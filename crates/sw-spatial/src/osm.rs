//! Raw survey elements and the typed tag schema.
//!
//! Upstream map data arrives as an unordered bag of points and tagged
//! polylines.  Only the tags that naming and graph construction read are
//! kept; everything else is dropped at the decoding boundary.

use std::fmt;

use sw_core::{GeoPoint, NodeId, WayId};

// ── Highway classification ────────────────────────────────────────────────────

/// Value of a way's `highway` tag.
///
/// Values the engine treats specially get their own variant; anything else
/// is preserved verbatim in [`Highway::Other`] so configs can still name it.
#[derive(Clone, Debug, PartialEq, Eq, Hash)]
#[cfg_attr(
    feature = "serde",
    derive(serde::Serialize, serde::Deserialize),
    serde(from = "String", into = "String")
)]
pub enum Highway {
    Motorway,
    MotorwayLink,
    Trunk,
    TrunkLink,
    Primary,
    PrimaryLink,
    Secondary,
    SecondaryLink,
    Tertiary,
    TertiaryLink,
    Unclassified,
    Residential,
    LivingStreet,
    Service,
    Pedestrian,
    Track,
    Footway,
    Cycleway,
    Path,
    Steps,
    Bridleway,
    Corridor,
    Proposed,
    Construction,
    Abandoned,
    Razed,
    Platform,
    Other(String),
}

impl Highway {
    pub fn as_str(&self) -> &str {
        match self {
            Highway::Motorway      => "motorway",
            Highway::MotorwayLink  => "motorway_link",
            Highway::Trunk         => "trunk",
            Highway::TrunkLink     => "trunk_link",
            Highway::Primary       => "primary",
            Highway::PrimaryLink   => "primary_link",
            Highway::Secondary     => "secondary",
            Highway::SecondaryLink => "secondary_link",
            Highway::Tertiary      => "tertiary",
            Highway::TertiaryLink  => "tertiary_link",
            Highway::Unclassified  => "unclassified",
            Highway::Residential   => "residential",
            Highway::LivingStreet  => "living_street",
            Highway::Service       => "service",
            Highway::Pedestrian    => "pedestrian",
            Highway::Track         => "track",
            Highway::Footway       => "footway",
            Highway::Cycleway      => "cycleway",
            Highway::Path          => "path",
            Highway::Steps         => "steps",
            Highway::Bridleway     => "bridleway",
            Highway::Corridor      => "corridor",
            Highway::Proposed      => "proposed",
            Highway::Construction  => "construction",
            Highway::Abandoned     => "abandoned",
            Highway::Razed         => "razed",
            Highway::Platform      => "platform",
            Highway::Other(s)      => s,
        }
    }
}

impl From<&str> for Highway {
    fn from(s: &str) -> Self {
        match s {
            "motorway"       => Highway::Motorway,
            "motorway_link"  => Highway::MotorwayLink,
            "trunk"          => Highway::Trunk,
            "trunk_link"     => Highway::TrunkLink,
            "primary"        => Highway::Primary,
            "primary_link"   => Highway::PrimaryLink,
            "secondary"      => Highway::Secondary,
            "secondary_link" => Highway::SecondaryLink,
            "tertiary"       => Highway::Tertiary,
            "tertiary_link"  => Highway::TertiaryLink,
            "unclassified"   => Highway::Unclassified,
            "residential"    => Highway::Residential,
            "living_street"  => Highway::LivingStreet,
            "service"        => Highway::Service,
            "pedestrian"     => Highway::Pedestrian,
            "track"          => Highway::Track,
            "footway"        => Highway::Footway,
            "cycleway"       => Highway::Cycleway,
            "path"           => Highway::Path,
            "steps"          => Highway::Steps,
            "bridleway"      => Highway::Bridleway,
            "corridor"       => Highway::Corridor,
            "proposed"       => Highway::Proposed,
            "construction"   => Highway::Construction,
            "abandoned"      => Highway::Abandoned,
            "razed"          => Highway::Razed,
            "platform"       => Highway::Platform,
            other            => Highway::Other(other.to_owned()),
        }
    }
}

impl From<String> for Highway {
    fn from(s: String) -> Self {
        Highway::from(s.as_str())
    }
}

impl From<Highway> for String {
    fn from(h: Highway) -> String {
        h.as_str().to_owned()
    }
}

impl fmt::Display for Highway {
    fn fmt(&self, f: &mut fmt::Formatter<'_>) -> fmt::Result {
        f.write_str(self.as_str())
    }
}

// ── Tags ──────────────────────────────────────────────────────────────────────

/// The subset of way tags the engine understands.  Every field is optional.
#[derive(Clone, Debug, Default, PartialEq)]
#[cfg_attr(feature = "serde", derive(serde::Serialize, serde::Deserialize))]
pub struct WayTags {
    /// `name`
    pub name: Option<String>,
    /// `ref`
    pub reference: Option<String>,
    /// `highway`
    pub highway: Option<Highway>,
    /// `junction`
    pub junction: Option<String>,
    /// `destination`
    pub destination: Option<String>,
    /// `destination:ref`
    pub destination_ref: Option<String>,
    /// `junction:ref`
    pub junction_ref: Option<String>,
}

impl WayTags {
    /// Pick the known keys out of an arbitrary key/value list.  Empty values
    /// are treated as absent.
    pub fn from_pairs<'a, I>(pairs: I) -> Self
    where
        I: IntoIterator<Item = (&'a str, &'a str)>,
    {
        let mut tags = WayTags::default();
        for (key, value) in pairs {
            if value.is_empty() {
                continue;
            }
            let slot = match key {
                "name"            => &mut tags.name,
                "ref"             => &mut tags.reference,
                "junction"        => &mut tags.junction,
                "destination"     => &mut tags.destination,
                "destination:ref" => &mut tags.destination_ref,
                "junction:ref"    => &mut tags.junction_ref,
                "highway" => {
                    tags.highway = Some(Highway::from(value));
                    continue;
                }
                _ => continue,
            };
            *slot = Some(value.to_owned());
        }
        tags
    }

    #[inline]
    pub fn is_roundabout(&self) -> bool {
        self.junction.as_deref() == Some("roundabout")
    }
}

// ── Elements ──────────────────────────────────────────────────────────────────

/// A surveyed point.
#[derive(Copy, Clone, Debug, PartialEq)]
#[cfg_attr(feature = "serde", derive(serde::Serialize, serde::Deserialize))]
pub struct RawNode {
    pub id: NodeId,
    pub pos: GeoPoint,
}

/// A tagged polyline referencing nodes by id, in travel order.
#[derive(Clone, Debug, PartialEq)]
#[cfg_attr(feature = "serde", derive(serde::Serialize, serde::Deserialize))]
pub struct RawWay {
    pub id: WayId,
    pub tags: WayTags,
    pub nodes: Vec<NodeId>,
}

impl RawWay {
    #[inline]
    pub fn highway(&self) -> Option<&Highway> {
        self.tags.highway.as_ref()
    }
}

/// One element of an acquisition result.
#[derive(Clone, Debug, PartialEq)]
#[cfg_attr(feature = "serde", derive(serde::Serialize, serde::Deserialize))]
pub enum RawElement {
    Node(RawNode),
    Way(RawWay),
}

impl From<RawNode> for RawElement {
    fn from(n: RawNode) -> Self {
        RawElement::Node(n)
    }
}

impl From<RawWay> for RawElement {
    fn from(w: RawWay) -> Self {
        RawElement::Way(w)
    }
}
//! `sw-core` — foundational types for the `streetwalk` navigation engine.
//!
//! This crate is a dependency of every other `sw-*` crate.  It has no
//! `sw-*` dependencies and a single required external one (`thiserror`,
//! plus optional `serde`).
//!
//! # What lives here
//!
//! | Module          | Contents                                                  |
//! |-----------------|-----------------------------------------------------------|
//! | [`ids`]         | `NodeId`, `WayId` (survey ids), `VertexId`, `EdgeId`       |
//! | [`geo`]         | `GeoPoint`, haversine, bearings, projection, `GeoBounds`   |
//! | [`compass`]     | `CompassPoint` — 8-point direction names                  |
//! | [`error`]       | `CoreError`, `CoreResult`                                 |
//!
//! # Feature flags
//!
//! | Flag    | Effect                                                     |
//! |---------|------------------------------------------------------------|
//! | `serde` | Adds `Serialize`/`Deserialize` to all public types.        |

pub mod compass;
pub mod error;
pub mod geo;
pub mod ids;

#[cfg(test)]
mod tests;

// ── Re-exports ────────────────────────────────────────────────────────────────

pub use compass::CompassPoint;
pub use error::{CoreError, CoreResult};
pub use geo::{angular_difference, bearing, destination, distance, normalize_bearing, GeoBounds, GeoPoint};
pub use ids::{EdgeId, NodeId, VertexId, WayId};
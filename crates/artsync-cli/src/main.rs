use artsync_core::logging;

mod cli;

use crate::cli::CliCommand;

#[tokio::main]
async fn main() {
    // Initialize logging as early as possible; fall back to stderr.
    if logging::init_logging().is_err() {
        logging::init_logging_stderr();
    }

    // Parse CLI and dispatch.
    match CliCommand::run_from_args().await {
        Ok(true) => {}
        Ok(false) => std::process::exit(2),
        Err(err) => {
            eprintln!("artsync error: {:#}", err);
            std::process::exit(1);
        }
    }
}
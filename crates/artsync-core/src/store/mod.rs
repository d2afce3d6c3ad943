//! Local file-system adapter.
//!
//! Existence and directory checks, atomic save of a byte stream (write to
//! `.part`, sync, rename), sibling enumeration and deletion.

mod writer;

pub use writer::PartFileWriter;

use std::fs;
use std::io::{self, Read};
use std::path::{Path, PathBuf};

use crate::error::{ArtifactError, Result};

/// Temporary file suffix used before atomic rename.
pub const TEMP_SUFFIX: &str = ".part";

/// Path for the temp file: appends `.part` to the final path (e.g. `lib.jar` → `lib.jar.part`).
pub fn temp_path(final_path: &Path) -> PathBuf {
    let mut o = final_path.as_os_str().to_owned();
    o.push(TEMP_SUFFIX);
    PathBuf::from(o)
}

/// File-system operations used by the reconciliation engine.
#[derive(Debug, Clone, Copy, Default)]
pub struct LocalFileStore;

impl LocalFileStore {
    pub fn exists(&self, path: &Path) -> bool {
        path.exists()
    }

    pub fn is_directory(&self, path: &Path) -> bool {
        path.is_dir()
    }

    /// Writes `reader` to `path`, creating parent directories as needed.
    /// Returns the number of bytes written.
    ///
    /// The bytes land in `<path>.part` first and are renamed into place only
    /// after a full copy and sync; on any failure the temp file is removed and
    /// `path` is left as it was. Fails with `DirectoryConflict` if `path` is a
    /// directory.
    pub fn save(&self, reader: &mut dyn Read, path: &Path) -> Result<u64> {
        if path.is_dir() {
            return Err(ArtifactError::DirectoryConflict {
                path: path.to_path_buf(),
            });
        }
        if let Some(parent) = path.parent().filter(|p| !p.as_os_str().is_empty()) {
            fs::create_dir_all(parent).map_err(|e| ArtifactError::io(parent, e))?;
        }

        let mut writer = PartFileWriter::create(&temp_path(path))?;
        let written = writer.copy_from(reader)?;
        writer.sync()?;
        writer.finalize(path)?;
        tracing::debug!(path = %path.display(), bytes = written, "saved artifact");
        Ok(written)
    }

    /// Entries of `path`'s parent directory (including `path` itself if it exists).
    /// A missing parent yields an empty list.
    pub fn list_siblings(&self, path: &Path) -> io::Result<Vec<PathBuf>> {
        let Some(parent) = path.parent() else {
            return Ok(Vec::new());
        };
        list_dir(parent)
    }

    /// Deletes a file, or a directory with everything under it.
    pub fn delete(&self, path: &Path) -> io::Result<()> {
        let meta = fs::symlink_metadata(path)?;
        if meta.is_dir() {
            fs::remove_dir_all(path)
        } else {
            fs::remove_file(path)
        }
    }
}

/// Entries of `dir`, sorted; a missing directory yields an empty list.
fn list_dir(dir: &Path) -> io::Result<Vec<PathBuf>> {
    let entries = match fs::read_dir(dir) {
        Ok(entries) => entries,
        Err(e) if e.kind() == io::ErrorKind::NotFound => return Ok(Vec::new()),
        Err(e) => return Err(e),
    };
    let mut out = entries
        .map(|entry| entry.map(|e| e.path()))
        .collect::<io::Result<Vec<_>>>()?;
    out.sort();
    Ok(out)
}
//! `artsync sync`: download a manifest's artifacts and sweep stale files.

use anyhow::{Context, Result};
use artsync_core::artifact::{DownloadableArtifact, Outcome};
use artsync_core::build_info::{self, Build};
use artsync_core::config::SyncConfig;
use artsync_core::engine::{ReconcileReport, ReconciliationEngine};
use artsync_core::remote::HttpArtifactSource;
use std::path::{Path, PathBuf};

const DEFAULT_MODULE_ID: &str = "artsync";

/// Options for one sync run, already merged with CLI defaults.
#[derive(Debug, Clone)]
pub struct SyncArgs {
    pub manifest: PathBuf,
    pub working_dir: PathBuf,
    pub flat: bool,
    pub jobs: Option<usize>,
    pub server: Option<String>,
    pub module: Option<String>,
    pub build_info: Option<PathBuf>,
}

pub fn read_manifest(path: &Path) -> Result<Vec<DownloadableArtifact>> {
    let data =
        std::fs::read_to_string(path).with_context(|| format!("read {}", path.display()))?;
    serde_json::from_str(&data).with_context(|| format!("parse manifest {}", path.display()))
}

/// Settles every artifact's layout: `force_flat` flattens all of them,
/// otherwise entries without a choice take `default_flat`.
pub fn apply_layout(artifacts: &mut [DownloadableArtifact], force_flat: bool, default_flat: bool) {
    for artifact in artifacts.iter_mut() {
        if force_flat {
            artifact.flat = Some(true);
        } else {
            artifact.flat.get_or_insert(default_flat);
        }
    }
}

/// Returns `Ok(false)` when at least one artifact failed.
pub async fn run_sync(cfg: SyncConfig, args: SyncArgs) -> Result<bool> {
    let mut artifacts = read_manifest(&args.manifest)?;
    apply_layout(&mut artifacts, args.flat, cfg.flat_download);

    let server_url = args
        .server
        .clone()
        .or_else(|| cfg.server_url.clone())
        .unwrap_or_default();
    let source = HttpArtifactSource::new(&server_url, cfg.http_options())?;
    let jobs = args.jobs.unwrap_or_else(|| cfg.effective_concurrency());
    let working_dir = args.working_dir.clone();
    tracing::info!(
        artifacts = artifacts.len(),
        jobs,
        working_dir = %working_dir.display(),
        "starting sync"
    );

    let report = tokio::task::spawn_blocking(move || {
        ReconciliationEngine::new(working_dir, source).reconcile(&artifacts, jobs)
    })
    .await
    .context("sync task join")?;

    print_report(&report);

    if let Some(out) = &args.build_info {
        let module_id = args
            .module
            .clone()
            .or_else(|| build_info::read_go_module_name(&args.working_dir).ok())
            .unwrap_or_else(|| DEFAULT_MODULE_ID.to_string());
        let build = Build::single_module(
            module_id,
            build_info::dependencies_from_records(&report.batch.records),
        );
        let json = serde_json::to_string_pretty(&build)?;
        std::fs::write(out, json).with_context(|| format!("write {}", out.display()))?;
        tracing::info!("wrote build info to {}", out.display());
    }

    Ok(report.batch.is_success())
}

fn print_report(report: &ReconcileReport) {
    for record in &report.batch.records {
        let verb = match record.outcome {
            Outcome::Fetched => "fetched",
            Outcome::Skipped => "skipped",
        };
        println!("{:8} {}  {}", verb, record.coordinate, record.local_path.display());
    }
    for dup in &report.batch.duplicates {
        println!("{:8} {}  {}", "dup", dup.coordinate, dup.local_path.display());
    }
    for failure in &report.batch.failures {
        println!("{:8} {}  {}", "failed", failure.coordinate, failure.error);
    }
    for path in &report.sweep.deleted {
        println!("{:8} {}", "deleted", path.display());
    }
    for (path, err) in &report.sweep.failed {
        println!("{:8} {}  {}", "kept", path.display(), err);
    }
    println!(
        "{} fetched, {} skipped, {} failed, {} deleted",
        report.batch.fetched(),
        report.batch.skipped(),
        report.batch.failures.len(),
        report.sweep.deleted.len()
    );
}
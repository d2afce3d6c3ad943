//! Tracing setup for the `artsync` binary.
//!
//! Events go to `artsync.log` under the XDG state directory, appended across
//! runs. When that file can't be opened the caller falls back to stderr.
//! `RUST_LOG` overrides the default filter in both cases.

use anyhow::{Context, Result};
use std::fs::{self, File};
use std::path::{Path, PathBuf};
use std::sync::Mutex;
use tracing_subscriber::EnvFilter;

const DEFAULT_FILTER: &str = "info,artsync=debug,artsync_core=debug";
const LOG_FILE_NAME: &str = "artsync.log";

fn env_filter() -> EnvFilter {
    EnvFilter::try_from_default_env().unwrap_or_else(|_| EnvFilter::new(DEFAULT_FILTER))
}

/// `~/.local/state/artsync/artsync.log` (or the `XDG_STATE_HOME` equivalent).
pub fn log_file_path() -> Result<PathBuf> {
    let xdg_dirs = xdg::BaseDirectories::with_prefix("artsync")?;
    Ok(xdg_dirs.get_state_home().join(LOG_FILE_NAME))
}

/// Opens `path` for appending, creating it and its parent directory.
pub fn open_log_file(path: &Path) -> Result<File> {
    if let Some(dir) = path.parent() {
        fs::create_dir_all(dir).with_context(|| format!("create {}", dir.display()))?;
    }
    fs::OpenOptions::new()
        .create(true)
        .append(true)
        .open(path)
        .with_context(|| format!("open {}", path.display()))
}

/// Installs the file subscriber and returns the log path.
/// Errors leave no subscriber installed, so `init_logging_stderr` can follow.
pub fn init_logging() -> Result<PathBuf> {
    let path = log_file_path()?;
    let file = open_log_file(&path)?;

    tracing_subscriber::fmt()
        .with_env_filter(env_filter())
        .with_writer(Mutex::new(file))
        .with_ansi(false)
        .try_init()
        .map_err(|e| anyhow::anyhow!("install subscriber: {}", e))?;

    tracing::info!("artsync logging initialized at {}", path.display());
    Ok(path)
}

/// Stderr-only subscriber, used when the log file is unavailable.
pub fn init_logging_stderr() {
    let _ = tracing_subscriber::fmt()
        .with_env_filter(env_filter())
        .with_writer(std::io::stderr)
        .with_ansi(false)
        .try_init();
}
- - - -
Of the entries above, transcribe exactly those lines that fall between the line containing "typed tag schema." and the line containing "still name it.", together with those two lines.

Expected answer —
//! Raw survey elements and the typed tag schema.
//!
//! Upstream map data arrives as an unordered bag of points and tagged
//! polylines.  Only the tags that naming and graph construction read are
//! kept; everything else is dropped at the decoding boundary.

use std::fmt;

use sw_core::{GeoPoint, NodeId, WayId};

// ── Highway classification ────────────────────────────────────────────────────

/// Value of a way's `highway` tag.
///
/// Values the engine treats specially get their own variant; anything else
/// is preserved verbatim in [`Highway::Other`] so configs can still name it.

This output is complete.